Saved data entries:

-- Opening Marker --

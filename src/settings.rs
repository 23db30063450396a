//! World configuration
//!
//! Loaded from JSON by the headless driver; validated once when a world is
//! created so the simulation loop never has to re-check it.

use std::path::Path;

use glam::Vec2;
use serde::{Deserialize, Serialize};

use crate::consts::*;
use crate::error::{PhysicsError, Result};
use crate::sim::grid::cells_per_axis;

/// Physics world configuration
#[derive(Debug, Clone, PartialEq, Serialize, Deserialize)]
#[serde(default)]
pub struct WorldConfig {
    // === Container ===
    /// Center of the circular container
    pub boundary_center: Vec2,
    /// Radius of the circular container
    pub boundary_radius: f32,

    // === Bodies ===
    /// Radius given to every spawned body; also sizes the grid cells
    pub body_radius: f32,

    // === Solver ===
    /// Substeps per `step` call
    pub substeps: u32,
    /// Initial gravity, and the value `reset_gravity` restores
    pub gravity: Vec2,
    /// Fraction of overlap closed per pair visit (0.0 - 1.0)
    pub response_coefficient: f32,
}

impl Default for WorldConfig {
    fn default() -> Self {
        Self {
            boundary_center: BOUNDARY_CENTER,
            boundary_radius: BOUNDARY_RADIUS,

            body_radius: BODY_RADIUS,

            substeps: SUBSTEPS,
            gravity: DEFAULT_GRAVITY,
            response_coefficient: RESPONSE_COEFFICIENT,
        }
    }
}

impl WorldConfig {
    /// Check every field, returning the first problem found
    pub fn validate(&self) -> Result<()> {
        if !self.boundary_center.is_finite() {
            return Err(invalid(format!(
                "boundary center must be finite, got {}",
                self.boundary_center
            )));
        }
        if !(self.boundary_radius.is_finite() && self.boundary_radius > 0.0) {
            return Err(invalid(format!(
                "boundary radius must be positive, got {}",
                self.boundary_radius
            )));
        }
        if !(self.body_radius.is_finite() && self.body_radius > 0.0) {
            return Err(invalid(format!(
                "body radius must be positive, got {}",
                self.body_radius
            )));
        }
        if self.body_radius >= self.boundary_radius {
            return Err(invalid(format!(
                "body radius {} does not fit inside boundary radius {}",
                self.body_radius, self.boundary_radius
            )));
        }
        if cells_per_axis(self.boundary_radius, self.body_radius).is_none() {
            return Err(invalid(format!(
                "body radius {} is too small for boundary radius {} (grid limit {} cells per axis)",
                self.body_radius, self.boundary_radius, MAX_GRID_CELLS_PER_AXIS
            )));
        }
        if self.substeps == 0 {
            return Err(invalid("substep count must be at least 1".to_string()));
        }
        if !self.gravity.is_finite() {
            return Err(invalid(format!("gravity must be finite, got {}", self.gravity)));
        }
        if !(0.0..=1.0).contains(&self.response_coefficient) {
            return Err(invalid(format!(
                "response coefficient must be in [0, 1], got {}",
                self.response_coefficient
            )));
        }
        Ok(())
    }

    /// Parse and validate a JSON config. Missing fields take their defaults.
    pub fn from_json(json: &str) -> Result<Self> {
        let config: Self = serde_json::from_str(json)?;
        config.validate()?;
        Ok(config)
    }

    pub fn to_json(&self) -> Result<String> {
        Ok(serde_json::to_string_pretty(self)?)
    }

    /// Load a JSON config file
    pub fn load(path: impl AsRef<Path>) -> Result<Self> {
        let path = path.as_ref();
        let json = std::fs::read_to_string(path)?;
        let config = Self::from_json(&json)?;
        log::info!("Loaded world config from {}", path.display());
        Ok(config)
    }
}

fn invalid(msg: String) -> PhysicsError {
    PhysicsError::InvalidParameter(msg)
}
//! Body-body collision response
//!
//! Overlaps are resolved by moving positions apart along the contact normal.
//! No impulses are exchanged; the displacement becomes velocity on the next
//! Verlet integration.

use super::body::Body;
use super::grid::SpatialGrid;
use crate::consts::DEGENERATE_EPSILON;

/// Result of testing one pair
#[derive(Debug, Clone, Copy, PartialEq, Eq)]
pub enum PairOutcome {
    /// Not touching
    Separate,
    /// Overlap found and partially corrected
    Corrected,
    /// Centers coincide, no normal to push along; skipped
    Degenerate,
}

/// Push two overlapping bodies apart.
///
/// Each body moves in proportion to the other's radius, so the smaller body
/// gives way more. `response` is the fraction of half the overlap closed by
/// this call.
pub fn resolve_pair(a: &mut Body, b: &mut Body, response: f32) -> PairOutcome {
    let v = a.pos - b.pos;
    let dist_sq = v.length_squared();
    let min_dist = a.radius() + b.radius();

    if dist_sq >= min_dist * min_dist {
        return PairOutcome::Separate;
    }
    if dist_sq <= DEGENERATE_EPSILON {
        log::trace!("Bodies {} and {} share a center, skipping", a.id, b.id);
        return PairOutcome::Degenerate;
    }

    let dist = dist_sq.sqrt();
    let n = v / dist;
    let ratio_a = b.radius() / min_dist;
    let ratio_b = a.radius() / min_dist;
    let delta = response * 0.5 * (min_dist - dist);

    a.pos += n * (ratio_a * delta);
    b.pos -= n * (ratio_b * delta);
    PairOutcome::Corrected
}

/// Counters from one `resolve_all` pass
#[derive(Debug, Clone, Copy, Default, PartialEq, Eq)]
pub struct ResolveStats {
    /// Pair visits that moved bodies
    pub corrected: usize,
    /// Pair visits skipped for coincident centers
    pub degenerate: usize,
}

/// Resolve every near-neighbor overlap found through the grid.
///
/// Each body scans the 3x3 cells around its own, so every pair is visited
/// once from each side. The second visit relaxes what is left of the
/// overlap after the first. Bodies the grid could not place are skipped.
pub fn resolve_all(grid: &SpatialGrid, bodies: &mut [Body], response: f32) -> ResolveStats {
    let mut stats = ResolveStats::default();

    for i in 0..bodies.len() {
        let Some(cell) = grid.placement(i) else {
            continue;
        };
        for j in grid.neighborhood(cell) {
            if j == i {
                continue;
            }
            let (a, b) = pair_mut(bodies, i, j);
            match resolve_pair(a, b, response) {
                PairOutcome::Corrected => stats.corrected += 1,
                PairOutcome::Degenerate => stats.degenerate += 1,
                PairOutcome::Separate => {}
            }
        }
    }

    stats
}

/// Borrow two distinct bodies mutably, in (i, j) order
fn pair_mut(bodies: &mut [Body], i: usize, j: usize) -> (&mut Body, &mut Body) {
    debug_assert_ne!(i, j);
    if i < j {
        let (lo, hi) = bodies.split_at_mut(j);
        (&mut lo[i], &mut hi[0])
    } else {
        let (lo, hi) = bodies.split_at_mut(i);
        (&mut hi[0], &mut lo[j])
    }
}


#[cfg(test)]
mod prop_tests {
    use super::*;
    use crate::sim::{BodyId, Boundary};
    use glam::Vec2;
    use proptest::prelude::*;

    proptest! {
        #[test]
        fn separated_bodies_are_left_alone(
            jitter in prop::collection::vec((-0.9f32..0.9, -0.9f32..0.9), 1..60),
        ) {
            // Lattice spacing 10 minus two jitters still clears one diameter
            let mut bodies: Vec<Body> = jitter
                .iter()
                .enumerate()
                .map(|(k, &(jx, jy))| {
                    let pos = Vec2::new(
                        350.0 + (k % 10) as f32 * 10.0 + jx,
                        270.0 + (k / 10) as f32 * 10.0 + jy,
                    );
                    Body::new(BodyId(k as u32 + 1), pos, 4.0).unwrap()
                })
                .collect();
            let before: Vec<Vec2> = bodies.iter().map(|b| b.pos).collect();

            let mut grid = SpatialGrid::new(&Boundary::new(Vec2::new(400.0, 300.0), 300.0), 4.0);
            prop_assert_eq!(grid.rebuild(&bodies), 0);
            let stats = resolve_all(&grid, &mut bodies, 0.75);

            prop_assert_eq!(stats, ResolveStats::default());
            for (body, pos) in bodies.iter().zip(&before) {
                prop_assert_eq!(body.pos, *pos);
            }
        }
    }
}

-- Closing Marker --

#### [TRY IT]
Make a copy of each line in the records above that has the word "else".

#### [ANSWER SPACE]
        let Some(cell) = grid.placement(i) else {
    } else {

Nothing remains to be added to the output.